VSO ANNUAL MEETING May 2-3, 2025 | Westin Arlington Gateway
The Virginia Society of Otolaryngology - Head and Neck Surgery gratefully acknowledges the continued support of the Elbyrne G. Gill Eye and Ear Foundation in Roanoke, Virginia. Each year, our guest speaker presents the named lectures at our annual meeting.
Dr. Elbyrne Grady Gill was born in Bedford County, Virginia, October 21, 1891. His parents were Dr. Stonewall Jackson Gill and Mittie Lillian Page Gill. Following his father, he graduated from Vanderbilt Medical School in 1916. After graduation, he worked at the New York Eye & Ear Infirmary from 1917 to 1918. In 1919, he began his private practice in Roanoke, Virginia. He married Ruth Houck Meals June 26, 1923, with three daughters, Edith Page, Jean Vaughan and Betty Byrne, the results of that marriage. He founded Gill Memorial Eye, Ear, Nose and Throat Hospital in Roanoke in 1926, and in 1927, began the first post graduate course for ophthalmologists and otolaryngologists in the country.
During the years of the courses, he had famous lecturers such as Sir Alexander Fleming, discoverer of penicillin, Dr.
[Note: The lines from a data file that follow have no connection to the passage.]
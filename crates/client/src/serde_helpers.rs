//! Serde helpers for loosely typed events-stream payloads.
//!
//! Responsibilities:
//! - Accept cursors that arrive as strings or numbers.
//! - Treat explicit `null` collections as empty.
//!
//! Invariants / assumptions:
//! - Empty strings are treated the same as an absent value.

use serde::{Deserialize, Deserializer};

#[derive(Debug, Deserialize)]
#[serde(untagged)]
enum StringOrNumber {
    String(String),
    U64(u64),
    I64(i64),
    F64(f64),
}

/// Deserialize an optional value that may be a JSON string or number into a
/// non-empty `String`.
pub fn opt_string_from_number_or_string<'de, D>(deserializer: D) -> Result<Option<String>, D::Error>
where
    D: Deserializer<'de>,
{
    let value = Option::<StringOrNumber>::deserialize(deserializer)?;
    Ok(match value {
        None => None,
        Some(StringOrNumber::String(s)) if s.is_empty() => None,
        Some(StringOrNumber::String(s)) => Some(s),
        Some(StringOrNumber::U64(v)) => Some(v.to_string()),
        Some(StringOrNumber::I64(v)) => Some(v.to_string()),
        Some(StringOrNumber::F64(v)) => Some(v.to_string()),
    })
}

/// Deserialize a collection where `null` means empty.
pub fn null_as_default<'de, D, T>(deserializer: D) -> Result<T, D::Error>
where
    D: Deserializer<'de>,
    T: Default + Deserialize<'de>,
{
    Ok(Option::<T>::deserialize(deserializer)?.unwrap_or_default())
}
Selman Waksman, discoverer of streptomycin, Commander Best, co-discover of insulin and the Mayo brothers from the Mayo Clinic. Dr. Gill did post graduate work at the University of Pennsylvania in 1930 and received additional training in Berlin, Vienna and London in 1936. He was on the board of the Virginia School for the Deaf and Blind, Chairman of the Board of Health in Roanoke, president of the Roanoke Academy of Medicine in 1950-51, was a Mason and was a trustee for the Roanoke Public Library system. As a member of the Roanoke Lions Club, he held numerous local and state offices and rose to be president of Lions International. He invited Helen Keller, who came to Roanoke as a speaker for a Lions meeting, and had the Byrd brothers, Tom, Dick (Admiral Richard) and Harry (Senator of Virginia), attend a national Lions function in Providence, Rhode Island.
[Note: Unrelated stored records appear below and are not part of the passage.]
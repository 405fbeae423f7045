//! Paginated collection of the events stream.
//!
//! The [`Collector`] walks the events stream one page at a time, hands every
//! event to an [`EventSink`], and follows the next-page cursor until the API
//! stops returning one. Rate-limit pauses happen inside the request layer, so
//! from here a throttled page simply takes longer to arrive.
//!
//! Invariants:
//! - One request in flight at a time.
//! - Events reach the sink in page order, then in-page order.
//! - A page that hands back the cursor that produced it aborts the run.

use async_trait::async_trait;
use serde::Serialize;
use tracing::{debug, info};

use crate::client::AuditClient;
use crate::error::{ClientError, Result};
use crate::models::{AuditEvent, EventQuery, FetchCursor};

/// Destination for collected events.
#[async_trait]
pub trait EventSink: Send {
    async fn emit(&mut self, event: AuditEvent) -> Result<()>;

    /// Called once after the last event. Buffered sinks write out here.
    async fn finish(&mut self) -> Result<()> {
        Ok(())
    }
}

#[async_trait]
impl EventSink for Vec<AuditEvent> {
    async fn emit(&mut self, event: AuditEvent) -> Result<()> {
        self.push(event);
        Ok(())
    }
}

/// Counters reported when a collection run ends.
#[derive(Debug, Clone, Copy, Default, PartialEq, Eq, Serialize)]
pub struct CollectionSummary {
    pub pages: usize,
    pub events: usize,
    /// Requests sent, retries included.
    pub requests: usize,
    pub rate_limit_pauses: usize,
}

/// Drives one collection run over a query.
#[derive(Debug)]
pub struct Collector<'a> {
    client: &'a AuditClient,
    query: EventQuery,
}

impl<'a> Collector<'a> {
    pub fn new(client: &'a AuditClient, query: EventQuery) -> Self {
        Self { client, query }
    }

    /// Fetch every page and emit its events into `sink`.
    ///
    /// # Errors
    ///
    /// Propagates request failures (after retries), sink failures, and
    /// `ClientError::InvalidResponse` when the cursor stops advancing.
    pub async fn run<S>(&self, sink: &mut S) -> Result<CollectionSummary>
    where
        S: EventSink + ?Sized,
    {
        let mut summary = CollectionSummary::default();
        let mut cursor: Option<FetchCursor> = None;
        let baseline = self.client.stats();

        info!(
            org_id = %self.client.org_id(),
            limit = self.query.limit,
            from = ?self.query.from,
            to = ?self.query.to,
            "Starting collection"
        );

        loop {
            let page = self.client.fetch_page(&self.query, cursor.as_ref()).await?;
            let next = page.next_cursor();
            summary.pages += 1;

            debug!(
                page = summary.pages,
                events = page.data.len(),
                has_next = next.is_some(),
                "Received page"
            );

            for event in page.data {
                sink.emit(event).await?;
                summary.events += 1;
            }

            match next {
                None => break,
                Some(next) if cursor.as_ref() == Some(&next) => {
                    return Err(ClientError::InvalidResponse(format!(
                        "cursor did not advance after page {}",
                        summary.pages
                    )));
                }
                Some(next) => cursor = Some(next),
            }
        }

        sink.finish().await?;
        let traffic = self.client.stats().since(&baseline);
        summary.requests = traffic.requests;
        summary.rate_limit_pauses = traffic.rate_limit_pauses;
        info!(
            pages = summary.pages,
            events = summary.events,
            requests = summary.requests,
            rate_limit_pauses = summary.rate_limit_pauses,
            "Collection complete"
        );
        Ok(summary)
    }
}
He was also the Chairman of the Board of the Salvation Army in Roanoke. Always interested in civic improvements, he worked to obtain a new Health Dept. building, a sports stadium and a civic auditorium for Roanoke. He was president of the Roanoke Boosters, a group that had an annual day outing to the Greenbrier or the Homestead Hotel resorts. He was Chairman of the Board of Deacons at Calvary Baptist Church and taught the Young Men’s Bible Class there for a number of years. Dr. Gill died in Roanoke in 1966.